Rabbi Twerski continues: “The many customs and practices that were added to the Torah throughout the generations, are there to assure that we keep the Adon Olam intact. (The term Adon Olam was cleverly exploited in this story. Adon Olam is, of course, the first prayer of the morning service, usually found on the first page of the Siddur. Literally, however, Adon Olam means "Master of the Universe", and "tearing out the Adon Olam" means extirpating one's belief in G-d as ruler of the universe, that is, a rejection of faith in G-d.)

“There are many challenges to faith. Things constantly occur which lead people to question G-d's dominion and providence: "If there is a G-d, why does He allow these things to happen?" If unfortunate happenings affect us more directly, and we experience suffering and distress, this question ceases to be a philosophical exercise, and becomes a very angry challenge. At such times we need a great deal of reinforcement to maintain our faith. It is also evident that the quality of faith has become attenuated with the progress of time. Each new generation is further removed from the Revelation at Sinai. It follows that with every ensuing generation we can anticipate an erosion of faith and the observances related to faith.

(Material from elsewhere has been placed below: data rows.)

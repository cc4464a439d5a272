use std::collections::BTreeSet;

use log::{debug, trace, warn};
use miette::{Result, WrapErr};
use serde::Deserialize;
use tag_meta_process::drivers::DigestResolver;
use tag_meta_utils::platform::Platform;

use crate::{
    arch::{parse_arch, ArchRecord},
    error::TagMetadataError,
    lenient::{lenient, lenient_seq},
    tag_name,
};

/// One tag as returned by a registry tag listing.
///
/// Every field is optional; missing or malformed values fall
/// back to an empty name, no images, and no digest.
#[derive(Debug, Clone, Default, Deserialize)]
pub struct TagResponse {
    #[serde(default, deserialize_with = "lenient")]
    pub name: Option<String>,

    #[serde(default, deserialize_with = "lenient_seq")]
    pub images: Option<Vec<ArchRecord>>,

    #[serde(default, deserialize_with = "lenient")]
    pub digest: Option<String>,
}

/// Metadata of a single registry tag across all
/// of the architectures it was pushed for.
#[derive(Debug, Clone)]
pub struct TagMetadata {
    name: String,
    images: Vec<ArchRecord>,
    multi_arch: bool,
    arch_set: BTreeSet<String>,
    digest: Option<String>,
    version: String,
    matched: BTreeSet<String>,
}

impl TagMetadata {
    /// Builds the metadata of a tag from its registry response.
    ///
    /// When a multi-arch tag comes without a digest, `resolver` is
    /// called once to fetch it. This is a blocking network call.
    ///
    /// # Errors
    /// Will error if the digest of a multi-arch tag could not be resolved.
    pub fn new<R>(response: TagResponse, resolver: &R) -> Result<Self>
    where
        R: DigestResolver + ?Sized,
    {
        let TagResponse {
            name,
            images,
            digest,
        } = response;
        let name = name.unwrap_or_default();
        let images = images.unwrap_or_default();
        trace!("TagMetadata::new({name}, {} images)", images.len());

        let multi_arch = images.len() > 1;
        let arch_set: BTreeSet<String> = images.iter().map(parse_arch).collect();

        let digest = match digest.filter(|digest| !digest.is_empty()) {
            Some(digest) => Some(digest),
            None if multi_arch => {
                warn!("Missing digest for multi-arch tag {name}, fetching it from the registry");
                let digest = resolver
                    .resolve(&name)
                    .wrap_err_with(|| format!("Failed to resolve the digest of tag {name}"))?;
                if digest.is_empty() {
                    return Err(TagMetadataError::MissingDigest {
                        tag: name,
                        arch_count: arch_set.len(),
                    }
                    .into());
                }
                Some(digest)
            }
            None => images
                .first()
                .and_then(|image| image.digest.clone())
                .filter(|digest| !digest.is_empty()),
        };

        let version = tag_name::parse_version(&name);
        debug!("Tag {name} has version {version:?} and arches {arch_set:?}");

        Ok(Self {
            name,
            images,
            multi_arch,
            arch_set,
            digest,
            version,
            matched: BTreeSet::new(),
        })
    }

    /// Decodes a single registry tag object and builds its metadata.
    ///
    /// Fields with an unexpected type are treated as missing.
    ///
    /// # Errors
    /// Will error if the JSON is not valid or the digest
    /// could not be resolved.
    pub fn from_json<R>(json: &str, resolver: &R) -> Result<Self>
    where
        R: DigestResolver + ?Sized,
    {
        let response: TagResponse =
            serde_json::from_str(json).map_err(TagMetadataError::from)?;
        Self::new(response, resolver)
    }

    #[must_use]
    pub fn name(&self) -> &str {
        &self.name
    }

    #[must_use]
    pub fn version(&self) -> &str {
        &self.version
    }

    /// A tag is considered latest when its name carries no version.
    #[must_use]
    pub fn is_latest(&self) -> bool {
        self.version.is_empty()
    }

    #[must_use]
    pub const fn is_multi_arch(&self) -> bool {
        self.multi_arch
    }

    #[must_use]
    pub const fn arch_set(&self) -> &BTreeSet<String> {
        &self.arch_set
    }

    #[must_use]
    pub fn digest(&self) -> Option<&str> {
        self.digest.as_deref()
    }

    #[must_use]
    pub fn images(&self) -> &[ArchRecord] {
        &self.images
    }

    /// The architectures returned by [`Self::image_for_arch`] so far.
    #[must_use]
    pub const fn matched_arches(&self) -> &BTreeSet<String> {
        &self.matched
    }

    /// Finds the image built for `arch` without recording the match.
    #[must_use]
    pub fn find_image_for_arch(&self, arch: &str) -> Option<&ArchRecord> {
        self.images.iter().find(|image| parse_arch(*image) == arch)
    }

    /// Finds the image built for `arch` and marks that
    /// architecture as matched.
    ///
    /// The image stays available, so asking again for the same
    /// architecture returns the same image.
    pub fn image_for_arch(&mut self, arch: &str) -> Option<&ArchRecord> {
        trace!("TagMetadata::image_for_arch({arch})");

        let index = self
            .images
            .iter()
            .position(|image| parse_arch(image) == arch)?;
        self.matched.insert(arch.to_string());
        self.images.get(index)
    }

    /// Same as [`Self::image_for_arch`] using the registry form of `platform`.
    pub fn image_for_platform(&mut self, platform: Platform) -> Option<&ArchRecord> {
        self.image_for_arch(&platform.registry_arch())
    }

    /// Every image whose architecture has not been matched yet,
    /// in registry order.
    #[must_use]
    pub fn images_left(&self) -> Vec<&ArchRecord> {
        self.images
            .iter()
            .filter(|image| !self.matched.contains(&parse_arch(*image)))
            .collect()
    }

    /// Takes over the version of another tag, e.g. an arch specific
    /// tag taking the version of its multi-arch counterpart.
    pub fn set_version_specific(&mut self, other: &Self) {
        trace!(
            "TagMetadata::set_version_specific({} <- {})",
            self.name,
            other.name
        );
        self.version.clone_from(&other.version);
    }
}

impl std::fmt::Display for TagMetadata {
    fn fmt(&self, f: &mut std::fmt::Formatter<'_>) -> std::fmt::Result {
        write!(
            f,
            "{} ({}) [{}] {:?}",
            self.name,
            self.version,
            self.digest.as_deref().unwrap_or("none"),
            self.arch_set,
        )
    }
}
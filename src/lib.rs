pub mod clients;
pub mod config;
pub mod models;
pub mod notifier;
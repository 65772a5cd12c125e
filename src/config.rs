use anyhow::{Error, Result, anyhow};
use dotenvy::dotenv;
use serde::Deserialize;

#[derive(Clone, Deserialize, Debug)]
pub struct Config {
    pub slack_token: String,

    #[serde(default = "default_slack_api_url")]
    pub slack_api_url: String,
}

fn default_slack_api_url() -> String {
    "https://slack.com/api".to_string()
}

impl Config {
    pub fn load() -> Result<Self, Error> {
        dotenv().ok();

        let config = envy::from_env::<Self>()
            .map_err(|_| anyhow!("Invalid or missing environmental variable"))?;
        Ok(config)
    }
}
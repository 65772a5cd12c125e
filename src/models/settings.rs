use serde::Deserialize;
use serde_json::{Map, Value};

use crate::models::{
    status::{BuildStatus, DEFAULT_STATUSES},
    validation::validate_channel,
};

// The three accepted shapes under the `slack` settings key: a single channel
// string, a list of channel strings, or the full structured form.
#[derive(Debug, Clone, Deserialize)]
#[serde(untagged)]
pub enum SlackSettings {
    Channel(String),
    Channels(Vec<String>),
    Structured {
        channels: Vec<String>,
        statuses: Option<Vec<BuildStatus>>,
        minimized: Option<bool>,
    },
}

#[derive(Debug, Clone, PartialEq)]
pub struct NotificationSettings {
    pub channels: Vec<String>,
    pub statuses: Vec<BuildStatus>,
    pub minimized: bool,
}

impl SlackSettings {
    pub fn normalize(self) -> Option<NotificationSettings> {
        let (channels, statuses, minimized) = match self {
            SlackSettings::Channel(channel) => (vec![channel], None, false),
            SlackSettings::Channels(channels) => (channels, None, false),
            SlackSettings::Structured {
                channels,
                statuses,
                minimized,
            } => (channels, statuses, minimized.unwrap_or(false)),
        };

        if channels.is_empty() {
            return None;
        }

        for channel in &channels {
            validate_channel(channel).ok()?;
        }

        Some(NotificationSettings {
            channels,
            statuses: statuses.unwrap_or_else(|| DEFAULT_STATUSES.to_vec()),
            minimized,
        })
    }
}

impl NotificationSettings {
    pub fn from_raw(settings: &Map<String, Value>) -> Option<Self> {
        let raw = settings.get("slack")?;

        let parsed = serde_json::from_value::<SlackSettings>(raw.clone()).ok()?;

        parsed.normalize()
    }
}
mod notify_tests;
mod render_tests;
mod transport_tests;
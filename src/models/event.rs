use serde::Deserialize;
use serde_json::{Map, Value};

use crate::models::{status::BuildStatus, validation::validate_event};

#[derive(Debug, Clone, Deserialize)]
#[serde(rename_all = "camelCase")]
pub struct BuildEvent {
    pub status: BuildStatus,
    pub pipeline: Pipeline,
    pub job_name: Option<String>,
    pub build: Build,
    pub build_link: String,
    pub event: Option<CommitEvent>,
    pub settings: Map<String, Value>,
}

#[derive(Debug, Clone, Deserialize)]
#[serde(rename_all = "camelCase")]
pub struct Pipeline {
    pub scm_repo: ScmRepo,
}

#[derive(Debug, Clone, Deserialize)]
pub struct ScmRepo {
    pub name: String,
}

#[derive(Debug, Clone, Deserialize)]
pub struct Build {
    pub id: u64,
}

#[derive(Debug, Clone, Deserialize)]
#[serde(rename_all = "camelCase")]
pub struct CommitEvent {
    pub sha: String,
    pub commit: Commit,
    pub cause_message: String,
}

#[derive(Debug, Clone, Deserialize)]
pub struct Commit {
    pub message: String,
    pub url: String,
}

impl BuildEvent {
    // An event that does not satisfy the contract is dropped, never raised.
    pub fn from_value(payload: Value) -> Option<Self> {
        let event = serde_json::from_value::<Self>(payload).ok()?;

        validate_event(&event).ok()?;

        Some(event)
    }
}
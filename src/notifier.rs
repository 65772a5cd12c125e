use anyhow::{Error, Result};
use serde_json::Value;
use tracing::{debug, info};

use crate::{
    clients::slack::SlackClient,
    config::Config,
    models::{event::BuildEvent, message::RenderedMessage, settings::NotificationSettings},
};

pub struct SlackNotifier {
    slack: SlackClient,
}

impl SlackNotifier {
    pub fn new(config: &Config) -> Result<Self, Error> {
        Ok(Self {
            slack: SlackClient::new(config)?,
        })
    }

    // Stateless one-shot pipeline. Every gate short-circuits with Ok(());
    // only a transport failure reaches the caller.
    pub async fn notify(&self, payload: Value) -> Result<(), Error> {
        let event = match BuildEvent::from_value(payload) {
            Some(event) => event,
            None => {
                debug!("Event does not satisfy the notification contract, skipping");
                return Ok(());
            }
        };

        if event.settings.is_empty() {
            debug!(
                repo = %event.pipeline.scm_repo.name,
                "Pipeline has no notification settings, skipping"
            );
            return Ok(());
        }

        let settings = match NotificationSettings::from_raw(&event.settings) {
            Some(settings) => settings,
            None => {
                debug!(
                    repo = %event.pipeline.scm_repo.name,
                    "Slack settings are missing or malformed, skipping"
                );
                return Ok(());
            }
        };

        if !settings.statuses.contains(&event.status) {
            debug!(
                status = %event.status,
                "Status not configured for notification, skipping"
            );
            return Ok(());
        }

        let message = match RenderedMessage::render(&event, &settings) {
            Some(message) => message,
            None => {
                debug!(
                    build_id = event.build.id,
                    "Event is missing commit details required for rendering, skipping"
                );
                return Ok(());
            }
        };

        info!(
            status = %event.status,
            build_id = event.build.id,
            channel_count = settings.channels.len(),
            "Dispatching build notification"
        );

        self.slack.post_message(&settings.channels, &message).await
    }
}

“How much our children will retain may well depend on what existed before the process of erosion set in. If the lives of the parents are abundant in custom and traditions, the inevitable erosion may affect these, but not jeopardize the core of faith and commitment. Even if pages are torn away, they are the introductory pages; the Adon Olam remains intact. If, however, the parents have only the essential nucleus of faith, then the erosion process strikes this immediately. The very first deviation eliminates the Adon Olam.

“Maybe this is the deep, almost subconscious, reason why Passover, with all its many traditions and rituals, holds such a dear place in so many Jews' hearts. It is just those traditions - the many seemingly inexplicable customs and laws handed down from one generation of Jews to the next - that provide a bulwark against the erosion of our faith. There is a sense that whatever has remained of Torah observance and the Jewish religion as a whole - is attributable to the strength of tradition, and on the insistence that even apparent trivia be considered sacrosanct.” (end of quote)

So, this year, when you're sitting at the Seder table less than two weeks from now, dipping your pinky into the wine glass, listening to your Zeidy (grandfather) mumbling something in Hebrew about the Egyptians, watching your kids try to find the Afikomen that you've hidden over the fireplace, and chomping on Matzah and Maror sandwiches - just remember that the reason why we're even at the Seder table and have remained strong in our Jewish beliefs up until now is because our ancestors have been doing these very rituals for the past three thousand years!